GM204 is designed to have an ever-so-slightly higher triangle throughput rate than GK110 – 16 tris/clock versus 15 tris/clock, and sure enough the GTX 980 comes out on top in TessMark, slightly edging out the GTX 780 Ti. The difference is only very slight here, and though GM204 should be a bit more powerful than GK110 in practice it’s a dead heat.
Moving on, we have our 3DMark Vantage texture and pixel fillrate tests, which present our cards with massive amounts of texturing and color blending work. These aren’t results we suggest comparing across different vendors, but they’re good for tracking improvements and changes within a single product family.

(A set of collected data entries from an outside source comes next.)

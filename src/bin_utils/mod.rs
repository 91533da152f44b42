//! Replays a CSV ledger script against [`InMemoryLedgerProcessor`] and prints
//! the final state of every account.

use std::io::{Read, Write};

use crate::{
    processor::{
        LedgerProcessError, LedgerProcessor, in_memory_processor::InMemoryLedgerProcessor,
    },
    transfer::Transfer,
};
use anyhow::{Context, Result};
use csv_parser::CsvLedgerParser;
use csv_printer::{AccountRow, print_accounts};
pub mod csv_parser;
pub mod csv_printer;

pub struct Service<'w, R, W: 'w> {
    pub input: R,
    pub output: &'w mut W,
    pub transfer: Transfer,
    pub error_printer: Box<dyn FnMut(u64, LedgerProcessError)>,
}

impl<'w, R, W> Service<'w, R, W>
where
    R: Read,
    W: Write + 'w,
{
    pub fn run(mut self) -> Result<()> {
        let parser = CsvLedgerParser::new(self.input);

        let mut processor = InMemoryLedgerProcessor::with_transfer(self.transfer);

        for (line, row) in parser {
            let row = row.with_context(|| format!("Malformed row at line {line}"))?;
            if let Err(err) = processor.process_command(
                row.account,
                row.kind,
                row.counterparty,
                row.amount,
                row.description,
            ) {
                (self.error_printer)(line, err);
            }
        }

        let mut accounts: Vec<_> = processor
            .accounts
            .values()
            .map(|acc| AccountRow {
                account: acc.id(),
                balance: acc.balance(),
                locked: acc.is_locked(),
                transactions: acc.transaction_history().len(),
            })
            .collect();
        accounts.sort_by_key(|row| row.account);

        print_accounts(self.output, accounts.into_iter())
    }
}
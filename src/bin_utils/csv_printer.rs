use std::io::Write;

use crate::{account::AccountId, transaction::Amount};
use anyhow::Context;
use csv::Writer;
use serde::Serialize;

#[derive(Debug, Serialize)]
pub struct AccountRow {
    pub account: AccountId,
    pub balance: Amount,
    pub locked: bool,
    pub transactions: usize,
}

pub fn print_accounts<W>(
    output: &mut W,
    accounts: impl Iterator<Item = AccountRow>,
) -> anyhow::Result<()>
where
    W: Write,
{
    let mut writer = Writer::from_writer(output);
    for row in accounts {
        writer
            .serialize(&row)
            .with_context(|| format!("Failed to write account {} to CSV", row.account))?;
    }
    writer.flush().context("Failed to flush account CSV")
}
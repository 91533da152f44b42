use std::io::Read;

use crate::{account::AccountId, command::LedgerCommandKind, transaction::Amount};
use csv::{DeserializeRecordsIntoIter, Trim};
use serde::Deserialize;

#[derive(Debug, Deserialize)]
pub struct LedgerRow {
    #[serde(rename = "type")]
    pub kind: LedgerCommandKind,
    pub account: AccountId,
    pub counterparty: Option<AccountId>,
    pub amount: Option<Amount>,
    pub description: Option<String>,
}

/// Parses ledger commands in CSV format, yielding each row with its line number.
pub struct CsvLedgerParser<R> {
    iter: DeserializeRecordsIntoIter<R, LedgerRow>,
}

impl<R> CsvLedgerParser<R>
where
    R: Read,
{
    pub fn new(source: R) -> Self {
        let reader = csv::ReaderBuilder::new()
            .trim(Trim::All)
            .flexible(true)
            .from_reader(source);

        Self {
            iter: reader.into_deserialize(),
        }
    }
}

impl<R> Iterator for CsvLedgerParser<R>
where
    R: Read,
{
    type Item = (u64, csv::Result<LedgerRow>);

    fn next(&mut self) -> Option<Self::Item> {
        let curr_line = self.iter.reader().position().line();
        self.iter.next().map(|row| (curr_line, row))
    }
}
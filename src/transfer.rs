use thiserror::Error;
use tracing::{debug, info, warn};

use crate::{
    account::{Account, AccountError, AccountId},
    transaction::{Amount, TransactionRecord},
};

pub const MIN_TRANSFER_SUM: Amount = 100;
pub const DEFAULT_FEE: u32 = 1;

#[derive(Debug, Error, PartialEq, Eq)]
pub enum TransferError {
    #[error("Cannot transfer to self (account {id})")]
    SelfTransfer { id: AccountId },
    #[error("Transfer sum must not be negative, got {sum}")]
    NegativeSum { sum: Amount },
    #[error("Sum {sum} is below minimum transfer amount of {}", MIN_TRANSFER_SUM)]
    BelowMinimum { sum: Amount },
    #[error("Sum {sum} plus fee {fee} exceeds the largest representable amount")]
    SumOverflow { sum: Amount, fee: u32 },
    #[error(transparent)]
    AccountErr(#[from] AccountError),
}

/// The side of an account a [`Transfer`] needs to see.
///
/// [`Account`] is the only implementation shipped with the crate.
pub trait TransferParty {
    fn id(&self) -> AccountId;
    fn balance(&self) -> Amount;
    fn add_transaction(&mut self, record: TransactionRecord) -> Result<(), AccountError>;
    fn lock(&mut self) -> Result<(), AccountError>;
    fn unlock(&mut self) -> Result<(), AccountError>;
}

impl TransferParty for Account {
    fn id(&self) -> AccountId {
        Account::id(self)
    }

    fn balance(&self) -> Amount {
        Account::balance(self)
    }

    fn add_transaction(&mut self, record: TransactionRecord) -> Result<(), AccountError> {
        Account::add_transaction(self, record)
    }

    fn lock(&mut self) -> Result<(), AccountError> {
        Account::lock(self)
    }

    fn unlock(&mut self) -> Result<(), AccountError> {
        Account::unlock(self)
    }
}

/// Moves funds between two accounts, charging the source a fixed fee.
#[derive(Debug, Clone)]
pub struct Transfer {
    fee: u32,
}

impl Default for Transfer {
    fn default() -> Self {
        Self { fee: DEFAULT_FEE }
    }
}

impl Transfer {
    pub fn new(fee: u32) -> Self {
        Self { fee }
    }

    pub fn fee(&self) -> u32 {
        self.fee
    }

    pub fn set_fee(&mut self, fee: u32) {
        self.fee = fee;
    }

    /// Checks a transfer request without touching either account.
    ///
    /// Returns `Ok(false)` when the fee would eat the whole transferable sum.
    pub fn validate(
        &self,
        from_id: AccountId,
        to_id: AccountId,
        sum: Amount,
    ) -> Result<bool, TransferError> {
        if from_id == to_id {
            return Err(TransferError::SelfTransfer { id: from_id });
        }
        if sum < 0 {
            return Err(TransferError::NegativeSum { sum });
        }
        if sum < MIN_TRANSFER_SUM {
            return Err(TransferError::BelowMinimum { sum });
        }
        Ok(Amount::from(self.fee) * 2 < sum)
    }

    /// Transfers `sum` from `from` to `to`.
    ///
    /// Both accounts are locked source first. The destination is credited
    /// before the source is checked for funds; when the source cannot cover
    /// `sum + fee` the credit is reversed and `Ok(false)` is returned. The
    /// destination history keeps both the credit and its reversal.
    ///
    /// A credit that would overflow the destination balance fails before
    /// anything is recorded. Both accounts are unlocked on every path past
    /// locking.
    pub fn make(
        &self,
        from: &mut impl TransferParty,
        to: &mut impl TransferParty,
        sum: Amount,
    ) -> Result<bool, TransferError> {
        if !self.validate(from.id(), to.id(), sum)? {
            debug!(
                from = from.id(),
                to = to.id(),
                sum,
                fee = self.fee,
                "fee too high for transfer"
            );
            return Ok(false);
        }

        from.lock()?;
        if let Err(err) = to.lock() {
            from.unlock()?;
            return Err(err.into());
        }

        let outcome = self.apply(from, to, sum);

        to.unlock()?;
        from.unlock()?;
        outcome
    }

    fn apply(
        &self,
        from: &mut impl TransferParty,
        to: &mut impl TransferParty,
        sum: Amount,
    ) -> Result<bool, TransferError> {
        let (from_id, to_id) = (from.id(), to.id());
        let debit = sum
            .checked_add(Amount::from(self.fee))
            .ok_or(TransferError::SumOverflow { sum, fee: self.fee })?;

        let credit = TransactionRecord::new(sum, format!("transfer from account {from_id}"));
        debug!(to = to_id, record = %credit, "crediting destination");
        to.add_transaction(credit)?;
        debug!(to = to_id, balance = to.balance(), "destination credited");

        if from.balance() < debit {
            let reversal =
                TransactionRecord::new(-sum, format!("rollback of transfer from account {from_id}"));
            warn!(
                from = from_id,
                to = to_id,
                balance = from.balance(),
                record = %reversal,
                "insufficient funds, transfer rolled back"
            );
            to.add_transaction(reversal)?;
            return Ok(false);
        }

        let charge = TransactionRecord::new(
            -debit,
            format!("transfer to account {to_id} (fee {})", self.fee),
        );
        info!(from = from_id, to = to_id, record = %charge, "transfer completed");
        from.add_transaction(charge)?;
        Ok(true)
    }
}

Beginning with Maxwell NVIDIA reduced their texture-to-compute ratio from 12:1 to 16:1. As a result of this change Maxwell GPUs have fewer texture units than comparable Kepler GPUs. Compounding this effect is the fact that Maxwell CUDA cores are more efficient than Kepler CUDA cores, leading to NVIDIA placing fewer cores overall and further reducing the texture fill rate.
As a result the GTX 980 is not texture fillrate competitive with any of the GK110 cards. It is competitive with the GK104 cards, but only because these cards had the same number of texture units at 128. NVIDIA has told us that they believe this new ratio is a better fit for modern workloads, and judging from the performance we’re seeing elsewhere it would appear that NVIDIA is right.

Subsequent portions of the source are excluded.